Kyle uses his newly expanded abilities to recreate the Guardians of the Universe on the planet Oa, whom he places in the care of Ganthet and orders him to teach them humility, and then recharges the Central Power Battery on Oa. Kyle willingly gives up his powers soon afterward when he realizes he is losing touch with the people he was protecting.

===Return of Ion===
Sometime after resuming the Green Lantern identity, Kyle becomes Ion once again when Jade transfers all of her abilities to Kyle after her death during the events of the Rann–Thanagar War. This is then followed by a twelve-part Ion miniseries. The series follows Kyle as he accepts his new role as "the Torchbearer" for the Guardians and the Corps. While doing so, he is confronted with the most challenging adversaries from his past as Green Lantern and the sudden illness of his mother Maura, who ultimately dies. It is later revealed that Maura died after being infected by Sinestro Corps member Despotellis as part of a conspiracy against Kyle to break his spirit.

===Sinestro Corps War===

The Ion entity, extracted by force from host Kyle Rayner by Sinestro in Green Lantern Sinestro Corps Special (2007). Art by Ethan Van Sciver.

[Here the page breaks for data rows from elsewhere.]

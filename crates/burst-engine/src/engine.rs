//! Top-level wiring of the burst engine
//!
//! [`BurstEngine::step`] is one clock edge. Inside a step the order is fixed:
//!
//! 1. CSR access (read sampled before anything changes)
//! 2. master outputs
//! 3. slave response ([`BusSlave::cycle`])
//! 4. read master update
//! 5. write master update
//! 6. transform pipeline advance
//! 7. controller completion check

use burst_chip::Register;
use tracing::debug;

use crate::bus::BusSlave;
use crate::config::EngineConfig;
use crate::controller::{ControllerState, TransferController, TransferPlan, Transition};
use crate::csr::{CsrEvent, RegisterFile, TransferConfig};
use crate::error::Result;
use crate::fifo::ElasticBuffer;
use crate::read_master::{ReadMaster, ReadState};
use crate::stats::{TransferProgress, TransferStats};
use crate::transform::TransformPipeline;
use crate::write_master::{WriteMaster, WriteState};

/// Control-plane access presented to the CSR port in one step
#[derive(Debug, Clone, Copy, PartialEq, Eq, Default)]
pub enum CsrRequest {
    /// No access
    #[default]
    Idle,
    /// Read a register
    Read {
        /// Word index
        index: u32,
    },
    /// Write a register
    Write {
        /// Word index
        index: u32,
        /// Value
        value: u32,
    },
}

/// Outputs of one step
#[derive(Debug, Clone, Copy, PartialEq, Eq)]
pub struct StepReport {
    /// Read data, valid for a [`CsrRequest::Read`] issued this step
    pub csr_readdata: Option<u32>,
    /// Controller state after the edge
    pub state: ControllerState,
    /// STATUS.done was raised on this edge
    pub done_raised: bool,
}

/// Cycle model of the burst transfer engine
#[derive(Debug, Clone)]
pub struct BurstEngine {
    config: EngineConfig,
    csr: RegisterFile,
    controller: TransferController,
    read: ReadMaster,
    write: WriteMaster,
    buffer: ElasticBuffer,
    pipeline: TransformPipeline,
    stats: TransferStats,
    total_words: u32,
    cycle: u64,
}

impl BurstEngine {
    /// Instantiate an engine
    ///
    /// # Errors
    ///
    /// Returns [`EngineError::InvalidConfig`](crate::EngineError::InvalidConfig)
    /// if the configuration does not validate.
    pub fn new(config: EngineConfig) -> Result<Self> {
        config.validate()?;
        let depth = config.buffer_depth_words;
        debug!("BurstEngine: {:?}, {depth}-word buffers", config.capabilities);
        Ok(Self {
            csr: RegisterFile::new(&config),
            controller: TransferController::new(),
            read: ReadMaster::new(config.capabilities.single_outstanding_read),
            write: WriteMaster::new(),
            buffer: ElasticBuffer::new(depth),
            pipeline: TransformPipeline::new(&config.capabilities, depth),
            stats: TransferStats::default(),
            total_words: 0,
            cycle: 0,
            config,
        })
    }

    /// Instantiation parameters
    pub const fn config(&self) -> &EngineConfig {
        &self.config
    }

    /// Controller state
    pub const fn state(&self) -> ControllerState {
        self.controller.state()
    }

    /// Read master state
    pub const fn read_state(&self) -> ReadState {
        self.read.state()
    }

    /// Write master state
    pub const fn write_state(&self) -> WriteState {
        self.write.state()
    }

    /// Steps since construction or reset
    pub const fn cycle(&self) -> u64 {
        self.cycle
    }

    /// Counters of the current or last transfer
    pub const fn stats(&self) -> &TransferStats {
        &self.stats
    }

    /// Plan of the current or last transfer
    pub const fn plan(&self) -> Option<&TransferPlan> {
        self.controller.plan()
    }

    /// Register-file configuration
    pub const fn transfer_config(&self) -> &TransferConfig {
        self.csr.config()
    }

    /// Register file (index decode, current values)
    pub const fn registers(&self) -> &RegisterFile {
        &self.csr
    }

    /// Read and write progress of the current or last transfer
    pub const fn progress(&self) -> TransferProgress {
        TransferProgress {
            total_words: self.total_words,
            words_read: self.read.words_completed(),
            words_written: self.write.words_written(),
        }
    }

    /// Elastic buffer occupancy (words)
    pub fn buffer_occupancy(&self) -> u32 {
        self.buffer.len()
    }

    /// Register value without a bus access; `None` if not mapped
    pub fn peek(&self, register: Register) -> Option<u32> {
        self.csr
            .layout()
            .index_of(register)
            .map(|index| self.csr.read(index))
    }

    /// Synchronous reset of every component
    pub fn reset(&mut self) {
        debug!("BurstEngine reset");
        self.csr.reset();
        self.controller.reset();
        self.read.reset();
        self.write.reset();
        self.buffer.clear();
        self.pipeline.load(self.config.reset_coefficient);
        self.stats = TransferStats::default();
        self.total_words = 0;
        self.cycle = 0;
    }

    /// Advance one clock edge
    ///
    /// # Errors
    ///
    /// Returns [`EngineError::BufferOverflow`](crate::EngineError::BufferOverflow)
    /// if a buffer push finds no room, or
    /// [`EngineError::BufferUnderflow`](crate::EngineError::BufferUnderflow)
    /// if a write beat is accepted with nothing staged. The credit rules
    /// make both unreachable; they are reported rather than losing data.
    pub fn step<S: BusSlave + ?Sized>(&mut self, csr: CsrRequest, bus: &mut S) -> Result<StepReport> {
        let csr_readdata = self.csr_access(csr);

        let read_out = self.read.outputs();
        let write_out = self.write.outputs(self.pipeline.staging());
        let response = bus.cycle(&read_out, &write_out);

        self.read
            .update(&response.read, &mut self.buffer, &mut self.stats)?;
        self.write
            .update(&response.write, self.pipeline.staging_mut(), &mut self.stats)?;
        self.pipeline.advance(&mut self.buffer)?;

        if self.controller.state().is_active() {
            self.stats.cycles += 1;
            self.stats.peak_buffer_occupancy = self.buffer.peak_occupancy();
            self.stats.peak_staging_occupancy = self.pipeline.staging().peak_occupancy();
        }

        let done_raised = match self.controller.advance(&self.progress()) {
            Transition::Launched(plan) => {
                self.launch(&plan);
                false
            }
            Transition::Completed => {
                self.csr.set_done();
                true
            }
            Transition::None => false,
        };
        self.csr.set_busy(self.controller.state().is_active());
        self.cycle += 1;

        Ok(StepReport {
            csr_readdata,
            state: self.controller.state(),
            done_raised,
        })
    }

    fn csr_access(&mut self, request: CsrRequest) -> Option<u32> {
        match request {
            CsrRequest::Idle => None,
            CsrRequest::Read { index } => Some(self.csr.read(index)),
            CsrRequest::Write { index, value } => {
                let active = self.controller.state().is_active();
                match self.csr.write(index, value, active) {
                    CsrEvent::Start => {
                        if self.controller.start(self.csr.config()) {
                            self.stats = TransferStats::default();
                            self.total_words = 0;
                        }
                    }
                    CsrEvent::DoneCleared => self.controller.clear(),
                    CsrEvent::None => {}
                }
                None
            }
        }
    }

    fn launch(&mut self, plan: &TransferPlan) {
        let total = plan.total_words();
        self.total_words = total;
        self.buffer.clear();
        self.pipeline.load(plan.coefficient);
        self.write
            .start(plan.destination_address, plan.write_burst_words, total);
        self.read.start(
            plan.source_address,
            plan.read_burst_words,
            total,
            &self.buffer,
        );
    }
}

#[cfg(test)]
mod tests {
    use super::*;
    use crate::bus::{BusResponse, ReadPortOut, WritePortOut};
    use burst_chip::regs::{self, CONTROL, LENGTH, STATUS};

    /// Accepts everything, never returns data
    struct Sink;

    impl BusSlave for Sink {
        fn cycle(&mut self, _: &ReadPortOut, _: &WritePortOut) -> BusResponse {
            BusResponse::default()
        }
    }

    fn write(engine: &mut BurstEngine, index: u32, value: u32) -> StepReport {
        engine
            .step(CsrRequest::Write { index, value }, &mut Sink)
            .unwrap()
    }

    #[test]
    fn invalid_config_rejected() {
        let cfg = EngineConfig::default().with_buffer_depth(3);
        assert!(BurstEngine::new(cfg).is_err());
    }

    #[test]
    fn csr_read_returns_same_step() {
        let mut e = BurstEngine::new(EngineConfig::default()).unwrap();
        write(&mut e, LENGTH, 10);
        let report = e
            .step(CsrRequest::Read { index: LENGTH }, &mut Sink)
            .unwrap();
        assert_eq!(report.csr_readdata, Some(1024));
        assert_eq!(e.peek(Register::Length), Some(1024));
    }

    #[test]
    fn zero_length_sets_done_and_busy_clears() {
        let mut e = BurstEngine::new(EngineConfig::default()).unwrap();
        let report = write(&mut e, CONTROL, regs::control::START);
        assert!(report.done_raised);
        assert_eq!(report.state, ControllerState::Done);
        assert_eq!(e.peek(Register::Status), Some(regs::status::DONE));
        write(&mut e, STATUS, regs::status::DONE);
        assert_eq!(e.state(), ControllerState::Idle);
        assert_eq!(e.peek(Register::Status), Some(0));
    }

    #[test]
    fn starved_transfer_stays_busy() {
        let mut e = BurstEngine::new(EngineConfig::default()).unwrap();
        write(&mut e, LENGTH, 64);
        write(&mut e, CONTROL, regs::control::START);
        for _ in 0..16 {
            e.step(CsrRequest::Idle, &mut Sink).unwrap();
        }
        assert_eq!(e.state(), ControllerState::Running);
        assert_eq!(e.peek(Register::Status), Some(regs::status::BUSY));
        assert_eq!(e.progress().words_read, 0);
    }
}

Sodam Yat as Ion, from Green Lantern Corps (vol. 2) #17. Art by Patrick Gleason.

The 2007 one-shot special Green Lantern/Sinestro Corps Special reveals that Ion is a non-corporeal entity who was forcefully extracted from Kyle and imprisoned on Qward by the Sinestro Corps. After expelling Ion from Kyle, Sinestro forces Kyle to bond with Parallax, who possesses him. Ion is eventually freed by several members of the Green Lantern Corps after being experimented on by the Anti-Monitor.

In Green Lantern Corps (vol. 2) #17, the Guardians, feeling that Kyle better serves the Corps as a Green Lantern, choose the Daxamite Sodam Yat as the new host for Ion. Witnessing the creation of the new Ion, Superman-Prime attacks him in the skies above New York. The pair is matched in terms of power until the fight moves into a nuclear power plant where Sodam Yat's Daxamite physiology causes him to be severely weakened by the lead present in the reactor. With Sodam's powers diminished by lead poisoning, Prime nearly beats him to death.

In Tales of the Sinestro Corps Presents: Ion, following the events of the war, the Guardians request Kyle Rayner assist Sodam in adjusting to his new role. While speaking about Sodam's history and attitude as a Lantern, it is revealed that Sodam must now permanently wear a power ring to prevent the lead in his body from killing him. They are then attacked by Nero, who had been freed during the initial assault on Oa. Kyle fights at less than full power to encourage Sodam to embrace his status as Ion. Sodam eventually defeats Nero with the same strategy that Kyle used when Nero first gained the yellow power ring, before the creation of the Sinestro Corp: seizing control of Nero's own constructs.

The birth of Ion.

===Blackest Night===
In the "Blackest Night" storyline, Sinestro bonds with the Life Entity and sees the beginning of existence and the origin of the emotional spectrum. Ion is revealed to be the first living being that ever willed itself to move.

===The New 52===
During the "Green Lantern: Lights Out" event, Ion and the emotional entities are weakened by the emotional spectrum being drained and sacrifice themselves by passing into the Source Wall to repair the spectrum. Ion returns in Green Lantern Corps (vol. 4), where the Green Lantern Corps free it and the other entities from the Source Wall to help combat Starbreaker.